*** Begin section ***
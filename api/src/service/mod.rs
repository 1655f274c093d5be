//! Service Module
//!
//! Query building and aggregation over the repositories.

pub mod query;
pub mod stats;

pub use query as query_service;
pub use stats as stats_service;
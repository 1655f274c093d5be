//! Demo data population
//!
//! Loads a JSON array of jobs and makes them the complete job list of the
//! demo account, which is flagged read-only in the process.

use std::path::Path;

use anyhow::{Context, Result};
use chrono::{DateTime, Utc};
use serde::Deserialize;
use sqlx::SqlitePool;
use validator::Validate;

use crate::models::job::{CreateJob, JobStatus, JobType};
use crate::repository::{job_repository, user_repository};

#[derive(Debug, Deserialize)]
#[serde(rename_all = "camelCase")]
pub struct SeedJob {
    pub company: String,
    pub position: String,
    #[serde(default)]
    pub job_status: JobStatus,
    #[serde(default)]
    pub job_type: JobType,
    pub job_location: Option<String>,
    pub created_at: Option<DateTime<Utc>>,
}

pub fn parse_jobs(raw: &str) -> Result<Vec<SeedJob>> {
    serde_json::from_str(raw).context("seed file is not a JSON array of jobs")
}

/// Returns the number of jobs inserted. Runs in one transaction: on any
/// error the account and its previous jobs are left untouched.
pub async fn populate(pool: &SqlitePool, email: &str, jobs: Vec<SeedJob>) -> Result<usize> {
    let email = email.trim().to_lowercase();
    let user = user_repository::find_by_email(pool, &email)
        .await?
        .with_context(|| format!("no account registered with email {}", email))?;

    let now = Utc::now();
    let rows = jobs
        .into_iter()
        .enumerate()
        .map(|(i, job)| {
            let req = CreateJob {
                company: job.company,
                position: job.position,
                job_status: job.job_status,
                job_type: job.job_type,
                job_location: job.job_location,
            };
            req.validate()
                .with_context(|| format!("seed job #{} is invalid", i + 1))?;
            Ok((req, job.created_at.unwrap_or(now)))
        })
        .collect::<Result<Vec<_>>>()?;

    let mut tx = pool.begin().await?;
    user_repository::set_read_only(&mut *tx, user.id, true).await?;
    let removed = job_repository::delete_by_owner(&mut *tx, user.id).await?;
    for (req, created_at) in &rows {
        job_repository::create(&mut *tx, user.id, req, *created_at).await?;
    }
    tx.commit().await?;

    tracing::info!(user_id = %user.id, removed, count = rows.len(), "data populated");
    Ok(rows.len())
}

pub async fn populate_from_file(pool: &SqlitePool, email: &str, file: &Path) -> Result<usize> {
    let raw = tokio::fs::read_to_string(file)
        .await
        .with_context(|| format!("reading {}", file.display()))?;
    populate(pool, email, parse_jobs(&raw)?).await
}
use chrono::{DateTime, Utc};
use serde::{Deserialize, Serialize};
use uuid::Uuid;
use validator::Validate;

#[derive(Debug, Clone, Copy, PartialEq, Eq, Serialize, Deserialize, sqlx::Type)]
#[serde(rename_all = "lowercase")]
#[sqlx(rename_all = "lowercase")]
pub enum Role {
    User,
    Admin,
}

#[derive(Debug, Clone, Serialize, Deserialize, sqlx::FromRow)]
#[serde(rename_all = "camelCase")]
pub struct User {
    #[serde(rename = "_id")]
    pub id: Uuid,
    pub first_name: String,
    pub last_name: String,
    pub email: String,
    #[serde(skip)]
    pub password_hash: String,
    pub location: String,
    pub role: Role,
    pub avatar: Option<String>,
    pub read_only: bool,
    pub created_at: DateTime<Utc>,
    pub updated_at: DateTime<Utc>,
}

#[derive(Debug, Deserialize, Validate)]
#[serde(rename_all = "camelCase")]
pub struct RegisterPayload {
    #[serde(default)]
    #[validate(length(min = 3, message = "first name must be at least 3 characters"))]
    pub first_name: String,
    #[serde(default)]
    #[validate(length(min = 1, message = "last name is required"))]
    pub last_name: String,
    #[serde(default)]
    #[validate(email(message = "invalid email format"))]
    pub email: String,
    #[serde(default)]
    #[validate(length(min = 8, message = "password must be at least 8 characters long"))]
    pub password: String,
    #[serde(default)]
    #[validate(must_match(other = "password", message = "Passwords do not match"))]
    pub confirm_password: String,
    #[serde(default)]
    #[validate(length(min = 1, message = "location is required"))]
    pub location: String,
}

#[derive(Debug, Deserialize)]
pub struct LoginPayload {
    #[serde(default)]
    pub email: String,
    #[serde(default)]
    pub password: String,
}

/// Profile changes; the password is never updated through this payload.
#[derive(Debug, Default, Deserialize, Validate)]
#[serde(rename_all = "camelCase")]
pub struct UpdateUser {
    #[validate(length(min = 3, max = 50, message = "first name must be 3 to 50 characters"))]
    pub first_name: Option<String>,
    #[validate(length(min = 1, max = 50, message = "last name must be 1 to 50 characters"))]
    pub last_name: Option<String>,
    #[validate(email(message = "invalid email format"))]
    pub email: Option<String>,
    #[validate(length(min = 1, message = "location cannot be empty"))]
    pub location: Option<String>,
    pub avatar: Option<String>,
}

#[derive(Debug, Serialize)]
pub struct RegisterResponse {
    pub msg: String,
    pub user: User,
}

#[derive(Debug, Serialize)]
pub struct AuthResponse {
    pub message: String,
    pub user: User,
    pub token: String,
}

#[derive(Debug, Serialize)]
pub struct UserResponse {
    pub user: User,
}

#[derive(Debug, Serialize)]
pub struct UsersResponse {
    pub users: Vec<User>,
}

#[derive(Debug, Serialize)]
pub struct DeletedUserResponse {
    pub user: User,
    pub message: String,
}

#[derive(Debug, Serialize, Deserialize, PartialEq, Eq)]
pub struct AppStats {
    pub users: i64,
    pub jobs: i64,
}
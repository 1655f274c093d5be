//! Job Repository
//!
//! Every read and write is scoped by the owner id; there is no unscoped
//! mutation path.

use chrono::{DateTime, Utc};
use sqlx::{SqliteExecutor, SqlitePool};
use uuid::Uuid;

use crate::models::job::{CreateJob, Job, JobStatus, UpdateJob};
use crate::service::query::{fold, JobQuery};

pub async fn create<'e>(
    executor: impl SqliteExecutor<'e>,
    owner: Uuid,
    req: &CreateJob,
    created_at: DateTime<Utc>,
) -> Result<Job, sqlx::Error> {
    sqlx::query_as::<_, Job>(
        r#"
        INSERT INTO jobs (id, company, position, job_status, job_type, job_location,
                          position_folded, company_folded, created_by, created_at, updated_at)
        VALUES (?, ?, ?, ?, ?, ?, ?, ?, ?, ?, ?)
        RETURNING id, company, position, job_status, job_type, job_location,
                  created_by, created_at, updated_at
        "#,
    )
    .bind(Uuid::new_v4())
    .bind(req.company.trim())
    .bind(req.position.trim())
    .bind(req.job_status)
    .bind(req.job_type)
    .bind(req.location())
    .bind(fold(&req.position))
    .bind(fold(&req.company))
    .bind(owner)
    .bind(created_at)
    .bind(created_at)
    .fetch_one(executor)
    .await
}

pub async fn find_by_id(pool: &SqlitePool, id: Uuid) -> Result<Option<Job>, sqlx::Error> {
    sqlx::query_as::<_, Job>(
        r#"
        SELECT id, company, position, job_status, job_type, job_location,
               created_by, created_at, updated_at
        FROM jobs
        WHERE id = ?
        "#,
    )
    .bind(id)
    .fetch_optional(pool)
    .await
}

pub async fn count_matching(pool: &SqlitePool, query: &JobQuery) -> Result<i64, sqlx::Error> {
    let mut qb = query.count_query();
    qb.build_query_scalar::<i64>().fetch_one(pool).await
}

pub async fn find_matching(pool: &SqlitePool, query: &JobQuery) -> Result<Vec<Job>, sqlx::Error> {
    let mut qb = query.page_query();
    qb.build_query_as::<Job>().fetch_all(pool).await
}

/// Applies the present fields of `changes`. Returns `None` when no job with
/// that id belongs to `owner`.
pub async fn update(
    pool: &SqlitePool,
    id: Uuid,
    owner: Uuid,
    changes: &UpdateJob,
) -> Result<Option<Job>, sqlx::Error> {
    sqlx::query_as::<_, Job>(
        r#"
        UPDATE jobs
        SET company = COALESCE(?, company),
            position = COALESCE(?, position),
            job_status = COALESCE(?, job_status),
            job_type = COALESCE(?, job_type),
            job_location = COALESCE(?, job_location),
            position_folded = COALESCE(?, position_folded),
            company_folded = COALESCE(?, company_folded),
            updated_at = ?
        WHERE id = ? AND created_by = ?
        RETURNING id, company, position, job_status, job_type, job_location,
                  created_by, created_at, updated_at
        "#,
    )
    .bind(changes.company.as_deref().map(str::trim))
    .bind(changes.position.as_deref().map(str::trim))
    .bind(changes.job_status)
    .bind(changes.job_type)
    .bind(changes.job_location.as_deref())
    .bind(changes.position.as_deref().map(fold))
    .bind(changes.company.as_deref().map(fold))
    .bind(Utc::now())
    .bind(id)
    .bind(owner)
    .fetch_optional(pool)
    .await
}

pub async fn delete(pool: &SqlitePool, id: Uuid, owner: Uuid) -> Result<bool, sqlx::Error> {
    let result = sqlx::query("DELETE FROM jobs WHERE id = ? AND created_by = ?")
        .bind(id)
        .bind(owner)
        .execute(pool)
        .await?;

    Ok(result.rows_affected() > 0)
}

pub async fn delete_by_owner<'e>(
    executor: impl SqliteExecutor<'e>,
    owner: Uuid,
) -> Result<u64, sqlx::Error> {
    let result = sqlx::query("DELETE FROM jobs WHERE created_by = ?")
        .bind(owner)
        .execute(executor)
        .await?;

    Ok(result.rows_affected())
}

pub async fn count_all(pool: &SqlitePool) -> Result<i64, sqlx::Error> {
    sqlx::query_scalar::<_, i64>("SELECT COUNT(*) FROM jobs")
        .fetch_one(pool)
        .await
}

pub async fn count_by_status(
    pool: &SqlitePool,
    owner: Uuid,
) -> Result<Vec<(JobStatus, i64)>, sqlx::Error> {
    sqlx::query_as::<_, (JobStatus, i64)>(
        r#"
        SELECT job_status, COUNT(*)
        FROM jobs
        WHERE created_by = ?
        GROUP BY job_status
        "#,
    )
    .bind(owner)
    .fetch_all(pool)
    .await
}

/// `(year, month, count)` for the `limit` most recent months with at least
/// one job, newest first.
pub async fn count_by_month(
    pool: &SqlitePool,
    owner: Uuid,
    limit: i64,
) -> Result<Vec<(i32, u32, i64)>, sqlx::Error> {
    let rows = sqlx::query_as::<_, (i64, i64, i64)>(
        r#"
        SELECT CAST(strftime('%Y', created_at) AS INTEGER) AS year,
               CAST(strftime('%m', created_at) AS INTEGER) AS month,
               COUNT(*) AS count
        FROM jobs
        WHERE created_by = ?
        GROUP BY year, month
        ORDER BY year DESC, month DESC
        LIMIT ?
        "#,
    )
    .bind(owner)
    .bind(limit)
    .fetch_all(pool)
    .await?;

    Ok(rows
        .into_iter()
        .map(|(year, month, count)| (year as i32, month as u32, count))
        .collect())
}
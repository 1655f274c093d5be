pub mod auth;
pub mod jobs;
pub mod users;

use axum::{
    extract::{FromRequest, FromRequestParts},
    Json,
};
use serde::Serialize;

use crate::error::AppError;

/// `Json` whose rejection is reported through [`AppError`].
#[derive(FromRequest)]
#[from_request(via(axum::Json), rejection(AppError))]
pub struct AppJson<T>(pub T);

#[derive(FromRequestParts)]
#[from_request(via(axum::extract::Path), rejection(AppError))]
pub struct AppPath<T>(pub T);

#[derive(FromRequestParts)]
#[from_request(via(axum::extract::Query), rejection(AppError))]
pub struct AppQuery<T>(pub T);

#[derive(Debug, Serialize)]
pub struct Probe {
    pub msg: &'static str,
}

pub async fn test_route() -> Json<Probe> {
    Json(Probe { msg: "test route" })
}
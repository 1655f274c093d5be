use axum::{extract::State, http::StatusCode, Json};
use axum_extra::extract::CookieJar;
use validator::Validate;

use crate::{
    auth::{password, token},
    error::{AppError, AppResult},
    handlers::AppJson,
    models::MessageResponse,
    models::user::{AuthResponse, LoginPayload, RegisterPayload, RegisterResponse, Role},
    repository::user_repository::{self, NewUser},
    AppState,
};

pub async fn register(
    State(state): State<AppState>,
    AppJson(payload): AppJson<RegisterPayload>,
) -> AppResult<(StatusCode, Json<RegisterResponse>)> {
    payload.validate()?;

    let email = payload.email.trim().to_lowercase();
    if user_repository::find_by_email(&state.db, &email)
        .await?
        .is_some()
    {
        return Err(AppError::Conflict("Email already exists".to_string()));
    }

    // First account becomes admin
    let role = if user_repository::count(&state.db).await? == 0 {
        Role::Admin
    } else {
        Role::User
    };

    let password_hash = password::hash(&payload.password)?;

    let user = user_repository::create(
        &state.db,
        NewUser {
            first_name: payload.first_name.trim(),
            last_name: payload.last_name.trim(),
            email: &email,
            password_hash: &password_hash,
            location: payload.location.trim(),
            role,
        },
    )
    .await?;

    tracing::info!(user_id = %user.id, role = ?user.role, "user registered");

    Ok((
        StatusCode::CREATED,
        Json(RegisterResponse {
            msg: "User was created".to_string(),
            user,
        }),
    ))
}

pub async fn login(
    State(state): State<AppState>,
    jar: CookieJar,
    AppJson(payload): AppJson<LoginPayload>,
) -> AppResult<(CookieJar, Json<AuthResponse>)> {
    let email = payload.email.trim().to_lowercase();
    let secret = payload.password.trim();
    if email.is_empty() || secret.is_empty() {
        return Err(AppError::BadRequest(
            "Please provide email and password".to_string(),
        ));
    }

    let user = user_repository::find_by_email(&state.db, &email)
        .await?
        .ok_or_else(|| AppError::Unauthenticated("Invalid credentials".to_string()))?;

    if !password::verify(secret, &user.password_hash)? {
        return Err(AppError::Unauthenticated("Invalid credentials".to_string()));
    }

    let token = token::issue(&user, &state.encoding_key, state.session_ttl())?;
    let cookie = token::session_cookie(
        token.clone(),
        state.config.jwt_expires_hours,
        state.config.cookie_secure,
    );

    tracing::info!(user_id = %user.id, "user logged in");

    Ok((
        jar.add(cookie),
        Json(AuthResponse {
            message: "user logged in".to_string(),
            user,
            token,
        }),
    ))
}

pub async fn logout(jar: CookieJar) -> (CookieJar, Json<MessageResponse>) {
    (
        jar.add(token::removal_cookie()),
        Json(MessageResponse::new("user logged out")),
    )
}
*** End section ***
*** Begin section ***
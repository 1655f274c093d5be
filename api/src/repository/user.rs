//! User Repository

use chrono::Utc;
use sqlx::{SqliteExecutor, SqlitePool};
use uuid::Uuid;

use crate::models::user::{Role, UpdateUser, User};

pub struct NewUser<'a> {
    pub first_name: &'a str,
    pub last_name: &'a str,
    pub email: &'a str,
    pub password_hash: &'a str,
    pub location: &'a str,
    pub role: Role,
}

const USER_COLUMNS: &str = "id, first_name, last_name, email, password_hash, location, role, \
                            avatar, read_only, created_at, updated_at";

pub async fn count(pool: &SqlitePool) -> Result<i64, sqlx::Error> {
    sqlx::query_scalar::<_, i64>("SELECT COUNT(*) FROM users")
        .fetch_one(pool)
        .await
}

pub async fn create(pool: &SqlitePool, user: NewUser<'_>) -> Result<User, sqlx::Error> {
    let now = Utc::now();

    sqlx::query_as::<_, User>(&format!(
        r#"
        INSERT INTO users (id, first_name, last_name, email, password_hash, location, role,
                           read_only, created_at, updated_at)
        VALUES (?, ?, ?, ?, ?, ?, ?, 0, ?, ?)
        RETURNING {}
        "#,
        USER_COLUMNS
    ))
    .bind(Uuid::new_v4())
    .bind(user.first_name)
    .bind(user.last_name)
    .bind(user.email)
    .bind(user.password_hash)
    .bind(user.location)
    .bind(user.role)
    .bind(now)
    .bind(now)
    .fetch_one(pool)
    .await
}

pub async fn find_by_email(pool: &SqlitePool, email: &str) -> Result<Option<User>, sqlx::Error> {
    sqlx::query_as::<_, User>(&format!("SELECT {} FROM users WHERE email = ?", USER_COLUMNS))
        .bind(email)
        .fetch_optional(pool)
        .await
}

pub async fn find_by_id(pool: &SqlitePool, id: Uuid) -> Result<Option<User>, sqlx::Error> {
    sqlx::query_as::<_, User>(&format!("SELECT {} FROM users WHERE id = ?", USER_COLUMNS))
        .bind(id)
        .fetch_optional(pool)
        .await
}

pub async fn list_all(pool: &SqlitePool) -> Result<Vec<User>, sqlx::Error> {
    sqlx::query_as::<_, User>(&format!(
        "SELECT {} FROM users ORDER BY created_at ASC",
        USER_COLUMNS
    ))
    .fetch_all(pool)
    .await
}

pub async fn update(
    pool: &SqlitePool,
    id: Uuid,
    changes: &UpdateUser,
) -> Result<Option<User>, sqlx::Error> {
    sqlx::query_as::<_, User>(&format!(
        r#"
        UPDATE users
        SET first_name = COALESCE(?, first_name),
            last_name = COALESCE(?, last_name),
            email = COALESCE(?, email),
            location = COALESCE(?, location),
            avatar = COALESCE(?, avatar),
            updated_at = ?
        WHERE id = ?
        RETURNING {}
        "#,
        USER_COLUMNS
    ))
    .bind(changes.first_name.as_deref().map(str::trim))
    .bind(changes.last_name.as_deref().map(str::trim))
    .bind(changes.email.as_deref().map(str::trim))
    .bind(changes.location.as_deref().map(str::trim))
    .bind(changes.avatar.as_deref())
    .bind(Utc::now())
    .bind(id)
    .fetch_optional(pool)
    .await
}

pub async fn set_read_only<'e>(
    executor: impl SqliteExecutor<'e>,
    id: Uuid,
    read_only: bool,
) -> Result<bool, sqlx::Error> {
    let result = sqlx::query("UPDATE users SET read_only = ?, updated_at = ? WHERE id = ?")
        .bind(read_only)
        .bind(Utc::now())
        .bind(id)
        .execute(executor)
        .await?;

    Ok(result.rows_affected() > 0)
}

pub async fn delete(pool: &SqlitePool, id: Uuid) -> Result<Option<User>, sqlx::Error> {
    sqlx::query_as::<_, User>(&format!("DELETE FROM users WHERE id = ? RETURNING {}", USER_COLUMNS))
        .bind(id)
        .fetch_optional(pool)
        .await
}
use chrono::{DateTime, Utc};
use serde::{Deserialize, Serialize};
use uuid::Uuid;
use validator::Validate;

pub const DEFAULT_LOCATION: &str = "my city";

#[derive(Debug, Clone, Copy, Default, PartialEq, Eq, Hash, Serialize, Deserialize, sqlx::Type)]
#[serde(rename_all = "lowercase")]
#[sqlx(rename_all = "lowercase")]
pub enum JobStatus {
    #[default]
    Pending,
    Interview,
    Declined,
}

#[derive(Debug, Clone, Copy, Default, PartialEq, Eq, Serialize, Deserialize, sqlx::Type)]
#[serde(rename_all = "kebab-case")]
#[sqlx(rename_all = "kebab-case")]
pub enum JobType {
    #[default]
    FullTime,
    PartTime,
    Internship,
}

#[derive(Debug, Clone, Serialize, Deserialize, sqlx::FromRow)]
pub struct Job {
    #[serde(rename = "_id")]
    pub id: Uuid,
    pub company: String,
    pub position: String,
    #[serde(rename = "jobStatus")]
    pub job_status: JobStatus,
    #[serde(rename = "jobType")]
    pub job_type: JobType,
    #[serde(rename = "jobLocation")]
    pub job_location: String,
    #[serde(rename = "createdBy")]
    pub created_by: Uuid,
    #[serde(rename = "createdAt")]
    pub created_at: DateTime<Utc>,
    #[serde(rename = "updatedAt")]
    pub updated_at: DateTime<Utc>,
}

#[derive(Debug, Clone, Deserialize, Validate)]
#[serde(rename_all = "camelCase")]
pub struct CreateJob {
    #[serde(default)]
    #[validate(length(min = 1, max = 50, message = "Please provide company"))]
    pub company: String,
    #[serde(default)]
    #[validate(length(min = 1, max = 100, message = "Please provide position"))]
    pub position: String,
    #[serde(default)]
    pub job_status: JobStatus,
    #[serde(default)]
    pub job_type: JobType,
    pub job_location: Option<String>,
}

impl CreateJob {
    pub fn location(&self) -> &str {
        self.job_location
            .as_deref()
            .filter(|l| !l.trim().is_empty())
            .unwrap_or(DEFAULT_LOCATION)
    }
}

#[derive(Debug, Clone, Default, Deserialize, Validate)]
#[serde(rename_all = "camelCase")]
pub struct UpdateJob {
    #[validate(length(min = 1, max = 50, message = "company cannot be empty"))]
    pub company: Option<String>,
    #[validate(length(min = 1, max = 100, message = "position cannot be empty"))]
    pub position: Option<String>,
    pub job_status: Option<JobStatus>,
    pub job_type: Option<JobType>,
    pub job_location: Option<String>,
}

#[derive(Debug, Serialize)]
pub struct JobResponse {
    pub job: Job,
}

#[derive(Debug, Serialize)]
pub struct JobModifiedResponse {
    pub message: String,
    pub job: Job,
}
*** End section ***
Only lines with the word "UpdateJob" are wanted; pull each of them from the records.

use crate::models::job::{CreateJob, Job, JobStatus, UpdateJob};
    changes: &UpdateJob,
pub struct UpdateJob {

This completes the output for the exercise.